WASHINGTON To clean up fallout from America's atomic weapons program, Congress decided Thursday to remove the Atlas uranium mill tailings from near Moab and to increase benefits for uranium miners who the government knew would likely develop cancer.
But a move to increase compensation for other Utah downwind cancer victims of atomic bomb tests fell short.
The uranium measures were included in the annual defense authorization bill, which the Senate passed after House passage Wednesday. President Clinton is expected to sign it.
Sen. Orrin Hatch, R-Utah, became upset when he discovered the bill was about to create a program to compensate federal atomic bomb factory workers more than downwinders and uranium miners through laws he earlier passed.
Hatch sought to equalize the payments as House and Senate conferees worked out differences on the bill.
He wrote to conferees saying, "I think it would be extremely unwise for the federal government to compensate one class of uranium-exposed individuals more generously than any other." However, he was able to win only half his battle winning increases for uranium miners in the West but not downwinders.

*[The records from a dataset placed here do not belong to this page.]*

//! A disc image seen as a sequence of sectors of a single layout

use std::fmt;
use std::path::{Path, PathBuf};
use std::str::FromStr;

use crate::byte_source::ByteSource;
use crate::detect;
use crate::sector::{ImageLayout, Sector, SectorLayout};
use crate::{CdError, CdResult};

/// Sector access to a disc image
pub struct SectorStore {
    source: ByteSource,
    layout: ImageLayout,
    sector_count: u32,
}

impl SectorStore {
    /// Bind `layout` to `source`. Trailing bytes that don't make up a complete sector are ignored.
    ///
    /// `layout` is expected to be valid (see `ImageLayout::validate`), which is always the case
    /// for identified layouts.
    pub fn new(source: ByteSource, layout: ImageLayout) -> SectorStore {
        let sector_count = layout.sector_count(source.len()).min(u64::from(u32::MAX)) as u32;

        SectorStore {
            source,
            layout,
            sector_count,
        }
    }

    /// Open the file at `path` and identify its layout
    pub fn open(path: &Path) -> CdResult<SectorStore> {
        let mut source = ByteSource::open(path)?;
        let layout = detect::identify(&mut source)?;

        Ok(SectorStore::new(source, layout))
    }

    /// Reopen the image described by `descriptor`, making sure that it hasn't changed since the
    /// descriptor was created
    pub fn from_descriptor(descriptor: &DiscDescriptor) -> CdResult<SectorStore> {
        descriptor.image_layout().validate()?;

        let source = ByteSource::open(&descriptor.path)?;
        let store = SectorStore::new(source, descriptor.image_layout());

        if store.sector_count != descriptor.sector_count {
            return Err(CdError::BadDescriptor {
                descriptor: descriptor.to_string(),
                desc: format!(
                    "the image now has {} sectors instead of {}",
                    store.sector_count, descriptor.sector_count
                ),
            });
        }

        Ok(store)
    }

    /// Describe this store so that it can be reopened without identifying the layout again.
    /// Returns `None` for images that aren't backed by a file.
    pub fn descriptor(&self) -> Option<DiscDescriptor> {
        if self.source.is_memory() {
            return None;
        }

        let path = self.source.path()?;

        Some(DiscDescriptor {
            path: path.to_path_buf(),
            layout: self.layout.layout,
            sector_count: self.sector_count,
            first_sector_offset: self.layout.first_sector_offset,
        })
    }

    /// Read and decode sector `index`
    pub fn sector(&mut self, index: u32) -> CdResult<Sector> {
        if index >= self.sector_count {
            return Err(CdError::OutOfBounds {
                index: u64::from(index),
                count: self.sector_count,
            });
        }

        let size = self.layout.layout.raw_size();
        let raw = self
            .source
            .read_range(self.layout.sector_offset(index), size)?;

        Sector::parse(self.layout.layout, index, raw)
    }

    /// Iterate over the sectors starting at `start`
    pub fn sectors(&mut self, start: u32) -> Sectors<'_> {
        Sectors {
            store: self,
            next: start,
        }
    }

    /// Number of complete sectors in the image
    pub fn sector_count(&self) -> u32 {
        self.sector_count
    }

    /// Layout and position of the sectors
    pub fn image_layout(&self) -> ImageLayout {
        self.layout
    }

    /// Size of a sector in the image
    pub fn raw_sector_size(&self) -> usize {
        self.layout.layout.raw_size()
    }

    /// Returns true if the sectors carry a sync header or an XA sub-header
    pub fn has_sector_header(&self) -> bool {
        self.layout.layout.has_sector_header()
    }

    /// Human readable description of the image layout
    pub fn type_description(&self) -> String {
        let mut desc = format!("{} byte sectors", self.layout.layout.raw_size());

        if self.layout.first_sector_offset != 0 {
            desc.push_str(&format!(
                " starting at offset {}",
                self.layout.first_sector_offset
            ));
        }

        desc
    }

    /// Path of the image, if it's backed by a file
    pub fn source_path(&self) -> Option<&Path> {
        self.source.path()
    }

    /// Read `sectors` sectors at a time when the read window has to move. Has no effect on the
    /// data returned.
    pub fn set_buffer_size(&mut self, sectors: u32) {
        self.source
            .set_chunk_size(sectors.max(1) as usize * self.raw_sector_size());
    }

    /// Reopen the underlying file for writing. Does nothing if it's already writable.
    pub fn reopen_for_writing(&mut self) -> CdResult<()> {
        self.source.reopen_for_writing()
    }

    /// Replace the user data of sector `index`, regenerating its error correction codes. The image
    /// is reopened for writing if needed.
    pub fn write_sector(&mut self, index: u32, user_data: &[u8]) -> CdResult<()> {
        let sector = self.sector(index)?;

        if user_data.len() != sector.user_data_size() {
            return Err(CdError::SizeMismatch {
                expected: sector.user_data_size(),
                actual: user_data.len(),
            });
        }

        let raw = sector.rebuild_raw(user_data)?;

        self.source.reopen_for_writing()?;
        self.source
            .write_at(self.layout.sector_offset(index), &raw)
    }
}

impl fmt::Debug for SectorStore {
    fn fmt(&self, f: &mut fmt::Formatter) -> fmt::Result {
        f.debug_struct("SectorStore")
            .field("path", &self.source.path())
            .field("layout", &self.layout)
            .field("sector_count", &self.sector_count)
            .finish()
    }
}

/// Sequential iterator over the sectors of a `SectorStore`
pub struct Sectors<'a> {
    store: &'a mut SectorStore,
    next: u32,
}

impl<'a> Iterator for Sectors<'a> {
    type Item = CdResult<Sector>;

    fn next(&mut self) -> Option<CdResult<Sector>> {
        if self.next >= self.store.sector_count() {
            return None;
        }

        let sector = self.store.sector(self.next);
        self.next += 1;

        Some(sector)
    }

    fn size_hint(&self) -> (usize, Option<usize>) {
        let n = self.store.sector_count().saturating_sub(self.next) as usize;

        (n, Some(n))
    }
}

/// Everything needed to reopen an image without identifying its layout again. Its text form is
/// `Filename:<path>|Sector size:<n>|Sector count:<n>|First sector offset:<n>`.
#[derive(Clone, PartialEq, Eq, Debug)]
#[cfg_attr(feature = "serde", derive(serde::Serialize, serde::Deserialize))]
pub struct DiscDescriptor {
    /// Path of the image
    pub path: PathBuf,
    /// Sector layout
    pub layout: SectorLayout,
    /// Number of complete sectors in the image
    pub sector_count: u32,
    /// Offset of the first sector in the image
    pub first_sector_offset: u32,
}

impl DiscDescriptor {
    /// Layout and position of the sectors
    pub fn image_layout(&self) -> ImageLayout {
        ImageLayout {
            layout: self.layout,
            first_sector_offset: self.first_sector_offset,
        }
    }

    /// Reopen the image, see `SectorStore::from_descriptor`
    pub fn open(&self) -> CdResult<SectorStore> {
        SectorStore::from_descriptor(self)
    }
}

impl fmt::Display for DiscDescriptor {
    fn fmt(&self, f: &mut fmt::Formatter) -> fmt::Result {
        write!(
            f,
            "Filename:{}|Sector size:{}|Sector count:{}|First sector offset:{}",
            self.path.display(),
            self.layout.raw_size(),
            self.sector_count,
            self.first_sector_offset
        )
    }
}

impl FromStr for DiscDescriptor {
    type Err = CdError;

    fn from_str(s: &str) -> CdResult<DiscDescriptor> {
        let bad = |desc: &str| CdError::BadDescriptor {
            descriptor: s.to_string(),
            desc: desc.to_string(),
        };

        // The path may contain '|', split from the end
        let mut fields = s.rsplitn(4, '|');

        let mut next_field = |name: &str| {
            named_field(fields.next(), name)
                .ok_or_else(|| bad(&format!("missing `{}` field", name)))
        };

        let offset = next_field("First sector offset")?;
        let count = next_field("Sector count")?;
        let size = next_field("Sector size")?;
        let path = next_field("Filename")?;

        if path.is_empty() {
            return Err(bad("empty filename"));
        }

        let size: usize = size.parse().map_err(|_| bad("invalid sector size"))?;
        let layout = SectorLayout::from_raw_size(size).ok_or_else(|| bad("unknown sector size"))?;
        let sector_count = count.parse().map_err(|_| bad("invalid sector count"))?;
        let first_sector_offset: u32 = offset
            .parse()
            .map_err(|_| bad("invalid first sector offset"))?;

        if first_sector_offset as usize >= size {
            return Err(bad("first sector offset larger than a sector"));
        }

        Ok(DiscDescriptor {
            path: PathBuf::from(path),
            layout,
            sector_count,
            first_sector_offset,
        })
    }
}

/// Value of a `<name>:<value>` field
fn named_field<'a>(field: Option<&'a str>, name: &str) -> Option<&'a str> {
    field?.strip_prefix(name)?.strip_prefix(':')
}

#[cfg(test)]
mod test {
    use super::*;
    use crate::sector::test::mode2_sector;
    use crate::sector::SectorKind;
    use std::io::Write;

    fn raw_file(sectors: u32) -> tempfile::NamedTempFile {
        let mut file = tempfile::NamedTempFile::new().unwrap();

        for lba in 0..sectors {
            file.write_all(&mode2_sector(lba, 0x08, lba as u8)).unwrap();
        }

        file.flush().unwrap();
        file
    }

    #[test]
    fn descriptor_text() {
        let d = DiscDescriptor {
            path: PathBuf::from("/tmp/a|b.bin"),
            layout: SectorLayout::Raw2352,
            sector_count: 10,
            first_sector_offset: 44,
        };

        let s = d.to_string();
        assert_eq!(
            s,
            "Filename:/tmp/a|b.bin|Sector size:2352|Sector count:10|First sector offset:44"
        );
        assert_eq!(s.parse::<DiscDescriptor>().unwrap(), d);

        for bad in [
            "",
            "Filename:x|Sector size:2000|Sector count:1|First sector offset:0",
            "Filename:x|Sector size:2048|Sector count:-1|First sector offset:0",
            "Filename:x|Sector size:2048|Sector count:1|First sector offset:2048",
            "Filename:|Sector size:2048|Sector count:1|First sector offset:0",
            "Sector size:2048|Sector count:1|First sector offset:0",
        ] {
            assert!(matches!(
                bad.parse::<DiscDescriptor>(),
                Err(CdError::BadDescriptor { .. })
            ));
        }
    }

    #[test]
    fn descriptor_round_trip() {
        let file = raw_file(10);
        let store = SectorStore::open(file.path()).unwrap();

        assert_eq!(store.sector_count(), 10);
        assert_eq!(store.raw_sector_size(), 2352);

        let text = store.descriptor().unwrap().to_string();
        let reopened = text.parse::<DiscDescriptor>().unwrap().open().unwrap();

        assert_eq!(reopened.image_layout(), store.image_layout());
        assert_eq!(reopened.sector_count(), 10);
        assert_eq!(reopened.source_path(), Some(file.path()));

        file.as_file().set_len(9 * 2352).unwrap();

        let res = text.parse::<DiscDescriptor>().unwrap().open();
        assert!(matches!(res, Err(CdError::BadDescriptor { .. })));

        // Built by hand, the text form would have rejected it
        let descriptor = DiscDescriptor {
            path: file.path().to_path_buf(),
            layout: SectorLayout::Raw2352,
            sector_count: 8,
            first_sector_offset: 2352,
        };
        assert!(matches!(
            descriptor.open(),
            Err(CdError::BadLayout {
                offset: 2352,
                size: 2352
            })
        ));
    }

    #[test]
    fn sector_access() {
        let file = raw_file(6);
        let mut store = SectorStore::open(file.path()).unwrap();

        store.set_buffer_size(2);

        assert!(store.has_sector_header());
        assert_eq!(store.type_description(), "2352 byte sectors");

        let sectors: Vec<_> = store.sectors(2).collect::<CdResult<_>>().unwrap();
        assert_eq!(sectors.len(), 4);

        for (n, s) in sectors.iter().enumerate() {
            assert_eq!(s.index(), n as u32 + 2);
            assert_eq!(s.header_sector_number(), Some(n as i32 + 2));
            assert_eq!(s.kind(), SectorKind::Mode2Form1);
        }

        assert!(matches!(
            store.sector(6),
            Err(CdError::OutOfBounds { index: 6, count: 6 })
        ));
    }

    #[test]
    fn write_sector() {
        let file = raw_file(4);
        let mut store = SectorStore::open(file.path()).unwrap();

        assert!(matches!(
            store.write_sector(1, &[0; 2047]),
            Err(CdError::SizeMismatch {
                expected: 2048,
                actual: 2047
            })
        ));

        store.write_sector(1, &[0xee; 2048]).unwrap();

        let s = store.sector(1).unwrap();
        assert_eq!(s.user_data(), &[0xee; 2048][..]);
        assert_eq!(s.verify_edc(), Some(true));
        assert_eq!(s.header_sector_number(), Some(1));

        // Neighbours are untouched
        assert_eq!(store.sector(2).unwrap().raw(), &mode2_sector(2, 0x08, 2)[..]);

        let mut memory = SectorStore::new(
            ByteSource::from_memory(vec![0; 4096]).unwrap(),
            ImageLayout::FALLBACK,
        );
        assert!(memory.descriptor().is_none());
        assert!(matches!(
            memory.write_sector(0, &[0; 2048]),
            Err(CdError::Unsupported(_))
        ));
    }
}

Hatch said that was because the Clinton administration argued that scientific evidence was stronger that cancer is caused by close exposure to radioactive materials in mines and factories than it is for people possibly exposed to downwind fallout from atomic bomb tests.

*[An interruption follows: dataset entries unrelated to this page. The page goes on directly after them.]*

//! Batched modifications of the user data of an image.
//!
//! Patches are staged in a temporary file as they're added, then applied sector by sector so that
//! the error correction codes of each sector are rebuilt only once whatever the number of patches
//! touching it.

use std::collections::BTreeMap;
use std::io::{Read, Seek, SeekFrom, Write};
use std::sync::atomic::{AtomicBool, Ordering};

use tempfile::NamedTempFile;

use crate::sector::SectorLayout;
use crate::store::SectorStore;
use crate::{CdError, CdResult};

/// A single patch, its data lives in the staging file
#[derive(Copy, Clone, Debug)]
struct PatchEntry {
    /// Position of the replacement bytes in the staging file
    staged_at: u64,
    len: usize,
}

/// Progress information for callbacks.
#[derive(Debug, Clone, PartialEq, Eq)]
pub enum PatchProgress {
    /// About to patch this many sectors.
    Starting {
        /// Number of distinct sectors patched
        sectors: usize,
    },
    /// A sector has been written.
    Sector {
        /// Index of the sector in the image
        index: u32,
        /// Sectors written so far, this one included
        done: usize,
        /// Number of sectors to write
        total: usize,
    },
    /// Every sector has been written.
    Done,
}

/// A set of non-overlapping patches to the user data of an image
pub struct PatchSet {
    staging: NamedTempFile,
    staged_len: u64,
    /// Entries keyed by (sector, offset in the user data)
    entries: BTreeMap<(u32, usize), PatchEntry>,
}

impl PatchSet {
    /// Create an empty set, backed by a new staging file
    pub fn new() -> CdResult<PatchSet> {
        let staging = NamedTempFile::new()?;

        Ok(PatchSet {
            staging,
            staged_len: 0,
            entries: BTreeMap::new(),
        })
    }

    /// Number of patches in the set
    pub fn len(&self) -> usize {
        self.entries.len()
    }

    /// Returns true if no patch has been added
    pub fn is_empty(&self) -> bool {
        self.entries.is_empty()
    }

    /// Number of distinct sectors patched
    pub fn sector_count(&self) -> usize {
        let mut sectors: Vec<u32> = self.entries.keys().map(|&(s, _)| s).collect();

        sectors.dedup();
        sectors.len()
    }

    /// Number of bytes held in the staging file
    pub fn staged_len(&self) -> u64 {
        self.staged_len
    }

    /// Returns true if `[offset, offset + len)` overlaps a patch already added to `sector`
    fn overlaps(&self, sector: u32, offset: usize, len: usize) -> bool {
        let before = self
            .entries
            .range(..=(sector, offset))
            .next_back()
            .filter(|(&(s, o), e)| s == sector && o + e.len > offset);

        let after = self
            .entries
            .range((sector, offset)..)
            .next()
            .filter(|(&(s, o), _)| s == sector && o < offset + len);

        before.is_some() || after.is_some()
    }

    /// Replace `data.len()` bytes of the user data of `sector` starting at `offset`. Patches to the
    /// same sector may not overlap. Empty patches are ignored.
    pub fn add_patch(&mut self, sector: u32, offset: usize, data: &[u8]) -> CdResult<()> {
        let len = data.len();

        if offset
            .checked_add(len)
            .map_or(true, |end| end > SectorLayout::MAX_RAW_SIZE)
        {
            return Err(CdError::PatchOutOfRange { offset, len });
        }

        if len == 0 {
            return Ok(());
        }

        if self.overlaps(sector, offset, len) {
            return Err(CdError::OverlappingPatch {
                sector,
                offset,
                len,
            });
        }

        let staged_at = self.staged_len;
        let path = self.staging.path().to_path_buf();
        let file = self.staging.as_file_mut();

        file.seek(SeekFrom::Start(staged_at))
            .and_then(|_| file.write_all(data))
            .map_err(|e| CdError::Write { path, source: e })?;

        self.staged_len += len as u64;
        self.entries
            .insert((sector, offset), PatchEntry { staged_at, len });

        Ok(())
    }

    fn read_staged(&mut self, entry: &PatchEntry, out: &mut [u8]) -> CdResult<()> {
        let file = self.staging.as_file_mut();

        file.seek(SeekFrom::Start(entry.staged_at))
            .and_then(|_| file.read_exact(out))
            .map_err(CdError::StagingRead)
    }

    /// Apply every patch to `store`, writing each patched sector exactly once in increasing order.
    ///
    /// `cancel` is checked before each sector. On error the sectors written so far are not
    /// restored. The staging file is deleted in every case.
    pub fn apply(
        mut self,
        store: &mut SectorStore,
        cancel: &AtomicBool,
        progress: &dyn Fn(PatchProgress),
    ) -> CdResult<()> {
        let total = self.sector_count();

        progress(PatchProgress::Starting { sectors: total });

        let last = match self.entries.keys().next_back() {
            Some(&(sector, _)) => sector,
            None => {
                progress(PatchProgress::Done);
                return Ok(());
            }
        };

        if last >= store.sector_count() {
            return Err(CdError::OutOfBounds {
                index: u64::from(last),
                count: store.sector_count(),
            });
        }

        log::info!(
            "Applying {} patches to {} sectors",
            self.entries.len(),
            total
        );

        store.reopen_for_writing()?;

        let entries: Vec<((u32, usize), PatchEntry)> =
            self.entries.iter().map(|(&k, &e)| (k, e)).collect();

        let mut done = 0;

        for group in entries.chunk_by(|(a, _), (b, _)| a.0 == b.0) {
            let ((index, _), _) = group[0];

            if cancel.load(Ordering::Relaxed) {
                log::info!("Patching canceled after {} sectors", done);
                return Err(CdError::Canceled);
            }

            let sector = store.sector(index)?;
            let mut data = sector.user_data_copy();

            for &((_, offset), entry) in group {
                let end = offset + entry.len;

                if end > data.len() {
                    return Err(CdError::PatchOutOfRange {
                        offset,
                        len: entry.len,
                    });
                }

                self.read_staged(&entry, &mut data[offset..end])?;
            }

            store.write_sector(index, &data)?;

            done += 1;
            log::debug!("Patched sector {} ({} patches)", index, group.len());

            progress(PatchProgress::Sector { index, done, total });
        }

        log::info!("Patched {} sectors", done);
        progress(PatchProgress::Done);

        Ok(())
    }
}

The new bill calls for cancer victims who were employees at qualifying federal nuclear facilities to be paid $150,000 and all future medical costs related to their illness.
Uranium miners previously had been granted up to $100,000 in Hatch's earlier Radiation Exposure Compensation Act (RECA). The new bill will allow them or their survivors to receive an extra $50,000 and reimbursement for future medical expenses.
"This is a good first step in providing additional help to all RECA individuals. But the conference report does not go far enough in my opinion," Hatch said.
Meanwhile, the defense authorization bill also approves moving the Atlas uranium mill tailings from near Moab where they have been leaching contaminants into the Colorado River.
The Nuclear Regulatory Commission had proposed to simply cap the tailings on site, but Utah, Arizona, Nevada and California officials said that could still leach radioactive contamination into the Colorado River.